Aayat’s uncle, Ejaz Ayoub, Supports Aayat in her passion and calls it an ‘emotional project’ for her.

“The main Idea of this mask-making project and making her efforts public is that people start standing in unison at difficult times like these and help each other,” said Ejaz.

The material Aayat requires for her project includes cotton, jute bags, hot glue gun, elastic and tissue paper. The first seventy masks, said Ejaz, were easy to produce by her. Later on, Aayat made the masks at a slower pace, but more intricately.

Coronavirus: Are We Ready?

Aayat inspired many people including her friends in the mask-making craft. She received many calls after her craftwork got publicized on social media. Being just a ten year old, she is well aware of the pandemic that has befallen mankind. She maintains that the masks she is making should be given to the people in dire need.

“Whenever the bin man comes to collect the trash, she makes sure that he has a mask on,” Ejaz said. “Also, on her directive, we provide ten to fifteen masks to everyone who walks in through the main gate be it the trash collector, the milkman, or for that matter any other relative.”

Basically, the first inspiration to people across the Valley in helping out people by making masks was Aayat, after her pictures with masks went viral on the Social media.

Fashion Designer Joins

Finally, the biggest ever production of masks came from a Fashion Designer from Rawalpora Srinagar, namely Mufti Sadia. Till now, over a whopping 2000 masks were manufactured by her tailors in the unit set up at her lodging.

While people were stressing and panicking due to the uncertainty that loomed large on them, Sadia went to the market to buy masks for her, staff and the family. To her surprise, she saw that the masks that were usually sold at a cheaper price were now sold off at Rs 90 each. The hike in price was definitely due to the rising demands of masks. This led her to finally start making the home-made masks.

Belonging to a Fashion Designing background, she found it doable to produce a large number of masks in a short span of time as she had the labour and the equipment. Owner of The Hangers, a city boutique, Sadia was preoccupied with kurtis or kaftans when the virus overtook everybody’s priority. She started with triple-layer masks and is now into the making of personal protective equipment (PPE) that medical staff requires.

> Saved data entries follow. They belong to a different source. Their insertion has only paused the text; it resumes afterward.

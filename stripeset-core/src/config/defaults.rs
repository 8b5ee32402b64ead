//! Default configuration values for Stripeset
//!
//! This module centralizes all default values to make them easy to find and modify.

// Erasure set defaults
pub const DEFAULT_SET_NAME: &str = "disperse-0";
pub const DEFAULT_NODES: usize = 6;
pub const DEFAULT_FRAGMENTS: usize = 4;
pub const DEFAULT_AUTO_HEAL: bool = true;

// Lock defaults
pub const DEFAULT_LOCK_POOL_CAPACITY: usize = 4096;

// Logging defaults
pub const DEFAULT_LOG_FILTER: &str = "stripeset_core=info,stripeset=info";
pub const DEFAULT_LOG_THREAD_IDS: bool = false;
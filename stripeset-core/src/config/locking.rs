//! Lock object pool configuration

use serde::{Deserialize, Serialize};

use super::defaults::*;
use super::parse_env;
use crate::error::{StripesetError, StripesetResult};

#[derive(Debug, Clone, PartialEq, Serialize, Deserialize)]
#[serde(default)]
pub struct LockConfig {
    /// Maximum number of live lock objects per erasure set
    pub pool_capacity: usize,
}

impl Default for LockConfig {
    fn default() -> Self {
        Self {
            pool_capacity: DEFAULT_LOCK_POOL_CAPACITY,
        }
    }
}

impl LockConfig {
    pub fn from_env() -> StripesetResult<Self> {
        let mut config = Self::default();
        if let Some(capacity) = parse_env("STRIPESET_LOCK_POOL_CAPACITY")? {
            config.pool_capacity = capacity;
        }
        Ok(config)
    }

    pub fn validate(&self) -> StripesetResult<()> {
        if self.pool_capacity == 0 {
            return Err(StripesetError::invalid_config(
                "locks.pool_capacity",
                self.pool_capacity,
                "must be non-zero",
            ));
        }
        Ok(())
    }
}
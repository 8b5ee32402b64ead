//! Concurrent workload against a simulated erasure set

use bytes::Bytes;
use futures::future::join_all;
use rand::Rng;
use serde::Serialize;
use std::collections::BTreeMap;
use std::sync::Arc;
use std::time::{Duration, Instant};
use tracing::{debug, info};

use stripeset_core::{
    backend::Backends,
    config::StripesetConfig,
    fops::FopSpec,
    inode::{Inode, Loc},
    set::ErasureSet,
    sim::SimCluster,
    types::{NodeErrno, ObjectId},
    StripesetError, StripesetResult,
};

use crate::config::SimulationConfig;

/// Outcome of one simulation run
#[derive(Debug, Default, Serialize)]
pub struct Summary {
    pub operations: usize,
    pub succeeded: usize,
    pub failed: BTreeMap<&'static str, usize>,
    #[serde(with = "humantime_serde")]
    pub elapsed: Duration,
    pub sends: u64,
    pub lock_acquires: u64,
    pub lock_releases: u64,
    pub fetches: u64,
    pub deltas: usize,
    pub heals: usize,
    /// Known-bad nodes per file at the end of the run
    pub bad_nodes: BTreeMap<String, String>,
}

impl Summary {
    pub fn print(&self) {
        println!("Operations:     {}", self.operations);
        println!("  succeeded:    {}", self.succeeded);
        for (kind, count) in &self.failed {
            println!("  {:<13} {}", format!("{}:", kind), count);
        }
        println!("Elapsed:        {:?}", self.elapsed);
        println!("Node sends:     {}", self.sends);
        println!("Lock acquires:  {}", self.lock_acquires);
        println!("Lock releases:  {}", self.lock_releases);
        println!("Size fetches:   {}", self.fetches);
        println!("Delta flushes:  {}", self.deltas);
        println!("Repairs:        {}", self.heals);
        for (path, bad) in &self.bad_nodes {
            println!("Bad nodes {}: {}", path, bad);
        }
    }
}

fn error_kind(error: &StripesetError) -> &'static str {
    match error {
        StripesetError::QuorumInfeasible { .. } => "infeasible",
        StripesetError::NodeUnreachable { .. } => "unreachable",
        StripesetError::LockUnavailable { .. } => "lock",
        StripesetError::ReconciliationFailure { .. } => "no-quorum",
        StripesetError::NodeFailure { .. } => "node-error",
        StripesetError::MetadataFetchFailure { .. } => "metadata",
        StripesetError::Configuration { .. } => "config",
        StripesetError::Io { .. } => "io",
        StripesetError::NotInitialized { .. } => "uninitialized",
        StripesetError::Internal { .. } => "internal",
    }
}

/// Run the workload described by `simulation` on a fresh simulated set
pub async fn run(config: &StripesetConfig, simulation: &SimulationConfig) -> StripesetResult<Summary> {
    let cluster = Arc::new(SimCluster::new(config.set.nodes));
    cluster.set_latency(simulation.latency, simulation.jitter);
    cluster.set_lock_wait(simulation.lock_wait);
    for &node in &simulation.unreachable {
        cluster.set_unreachable(node, true);
    }
    for &node in &simulation.failing {
        cluster.fail_node(node, NodeErrno::Io);
    }

    let set = ErasureSet::new(config, Backends::shared(cluster.clone()))?;
    for &node in &simulation.down {
        set.node_down(node);
    }

    let files: Vec<(String, Arc<Inode>)> = (0..simulation.files)
        .map(|i| {
            let path = format!("/sim/file-{}", i);
            (path, set.inodes().get_or_create(ObjectId::new()))
        })
        .collect();

    info!(
        set = %set.name(),
        files = files.len(),
        operations = simulation.operations,
        "Starting simulated workload"
    );

    let started = Instant::now();
    let payload = Bytes::from(vec![0x5au8; simulation.write_size]);
    let mut handles = Vec::with_capacity(files.len() * simulation.operations);
    {
        let mut rng = rand::thread_rng();
        for round in 0..simulation.operations {
            for (path, inode) in &files {
                let loc = Loc::new(path.clone(), inode.clone());
                let spec = if rng.gen_bool(simulation.write_ratio) {
                    let offset = (round * simulation.write_size) as u64;
                    FopSpec::write(offset, payload.clone())
                } else {
                    FopSpec::lookup()
                };
                handles.push(spec.fop(&set).loc(loc).submit());
            }
        }
    }

    let mut summary = Summary {
        operations: handles.len(),
        ..Default::default()
    };
    for outcome in join_all(handles.into_iter().map(|handle| handle.wait())).await {
        match outcome {
            Ok(_) => summary.succeeded += 1,
            Err(e) => {
                debug!(error = %e, "Simulated operation failed");
                *summary.failed.entry(error_kind(&e)).or_default() += 1;
            }
        }
    }
    summary.elapsed = started.elapsed();

    // Repairs are fire-and-forget; give them a moment to land
    tokio::time::sleep(simulation.latency + simulation.jitter).await;

    summary.sends = cluster.total_sends();
    summary.lock_acquires = cluster.lock_acquires();
    summary.lock_releases = cluster.lock_releases();
    summary.fetches = cluster.fetches();
    summary.deltas = cluster.deltas().len();
    summary.heals = cluster.heals().len();
    summary.bad_nodes = files
        .iter()
        .filter(|(_, inode)| !inode.bad().is_empty())
        .map(|(path, inode)| (path.clone(), inode.bad().to_string()))
        .collect();

    info!(
        succeeded = summary.succeeded,
        failed = summary.operations - summary.succeeded,
        "Simulated workload finished"
    );
    Ok(summary)
}
//! CLI configuration: the core configuration plus a `[simulation]` section

use serde::{Deserialize, Serialize};
use std::path::Path;
use std::time::Duration;

use stripeset_core::config::StripesetConfig;
use stripeset_core::{StripesetError, StripesetResult};

#[derive(Debug, Clone, PartialEq, Default, Serialize, Deserialize)]
#[serde(default)]
pub struct CliConfig {
    #[serde(flatten)]
    pub stripeset: StripesetConfig,

    pub simulation: SimulationConfig,
}

impl CliConfig {
    /// Load from `path` when given, then apply `STRIPESET_*` overrides
    pub fn load(path: Option<&Path>) -> StripesetResult<Self> {
        let mut config = match path {
            Some(path) => {
                let contents = std::fs::read_to_string(path).map_err(|e| {
                    StripesetError::io(format!("reading {}", path.display()), e.to_string())
                })?;
                toml::from_str(&contents)?
            }
            None => CliConfig::default(),
        };
        config.stripeset.apply_env()?;
        config.validate()?;
        Ok(config)
    }

    pub fn validate(&self) -> StripesetResult<()> {
        self.stripeset.validate()?;
        self.simulation.validate(self.stripeset.set.nodes)
    }
}

/// Workload and failure injection for `stripeset simulate`
#[derive(Debug, Clone, PartialEq, Serialize, Deserialize)]
#[serde(default)]
pub struct SimulationConfig {
    /// Files the workload spreads over
    pub files: usize,

    /// Operations issued per file
    pub operations: usize,

    /// Share of operations that are writes; the rest are lookups
    pub write_ratio: f64,

    /// Bytes per write
    pub write_size: usize,

    /// Base latency of every simulated node call
    #[serde(with = "humantime_serde")]
    pub latency: Duration,

    /// Random extra latency, up to this much
    #[serde(with = "humantime_serde")]
    pub jitter: Duration,

    /// How long a simulated node blocks a lock request on a busy target
    #[serde(with = "humantime_serde")]
    pub lock_wait: Duration,

    /// Nodes that never answer
    pub unreachable: Vec<usize>,

    /// Nodes that answer every request with an I/O error
    pub failing: Vec<usize>,

    /// Nodes reported down to the set before the run
    pub down: Vec<usize>,
}

impl Default for SimulationConfig {
    fn default() -> Self {
        Self {
            files: 4,
            operations: 64,
            write_ratio: 0.5,
            write_size: 4096,
            latency: Duration::from_millis(1),
            jitter: Duration::from_millis(2),
            lock_wait: Duration::from_secs(1),
            unreachable: Vec::new(),
            failing: Vec::new(),
            down: Vec::new(),
        }
    }
}

impl SimulationConfig {
    pub fn validate(&self, nodes: usize) -> StripesetResult<()> {
        if self.files == 0 {
            return Err(StripesetError::invalid_config(
                "simulation.files",
                self.files,
                "must be non-zero",
            ));
        }
        if !(0.0..=1.0).contains(&self.write_ratio) {
            return Err(StripesetError::invalid_config(
                "simulation.write_ratio",
                self.write_ratio,
                "must be between 0 and 1",
            ));
        }
        let injected = [
            ("simulation.unreachable", &self.unreachable),
            ("simulation.failing", &self.failing),
            ("simulation.down", &self.down),
        ];
        for (field, list) in injected {
            if let Some(node) = list.iter().find(|&&node| node >= nodes) {
                return Err(StripesetError::invalid_config(
                    field,
                    node,
                    "node index out of range",
                ));
            }
        }
        Ok(())
    }
}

In four to five days, Sadia got more than two thousand masks manufactured.

Fashion designer, Sadia Mufti busy on her machine, stitching face masks. Photo: The Hindu

“I pay my tailors extremely less as compared to what they get on a regular basis,” Sadia told Kashmir Life. “I purchase the cloth and thread myself that is needed for the project and give away the masks.”

Sadia thought of increasing production and reaching out to more and more people in the coming days.

More Hands Join

Aware of the crisis that the health sector faces, a lot of women have joined hands. “Around 60% of the 270 skilled and semi-skilled professionals engaged by Ehsaas International, a non-governmental organization (NGO), are women,” The Hindu reported. “Besides 500 pieces of personal protective equipment, 3,000 triple-layered masks are supplied on a daily basis to the District Disaster Management Authority, Srinagar,” it quoted an NGO volunteer saying.

Surviving Epidemics

The newspaper reported that the Ehsaas International and J&K Skill Development Mission Society pooled manpower and trained certified professionals to develop health safety gears from a locally procured non-woven polypropylene material. “With their help, we have started making face shields, a substitute for goggles used as a part of personal protective equipment kit,” said Hakim Mohammad Ilyas, an Ehsaas International executive told the newspaper.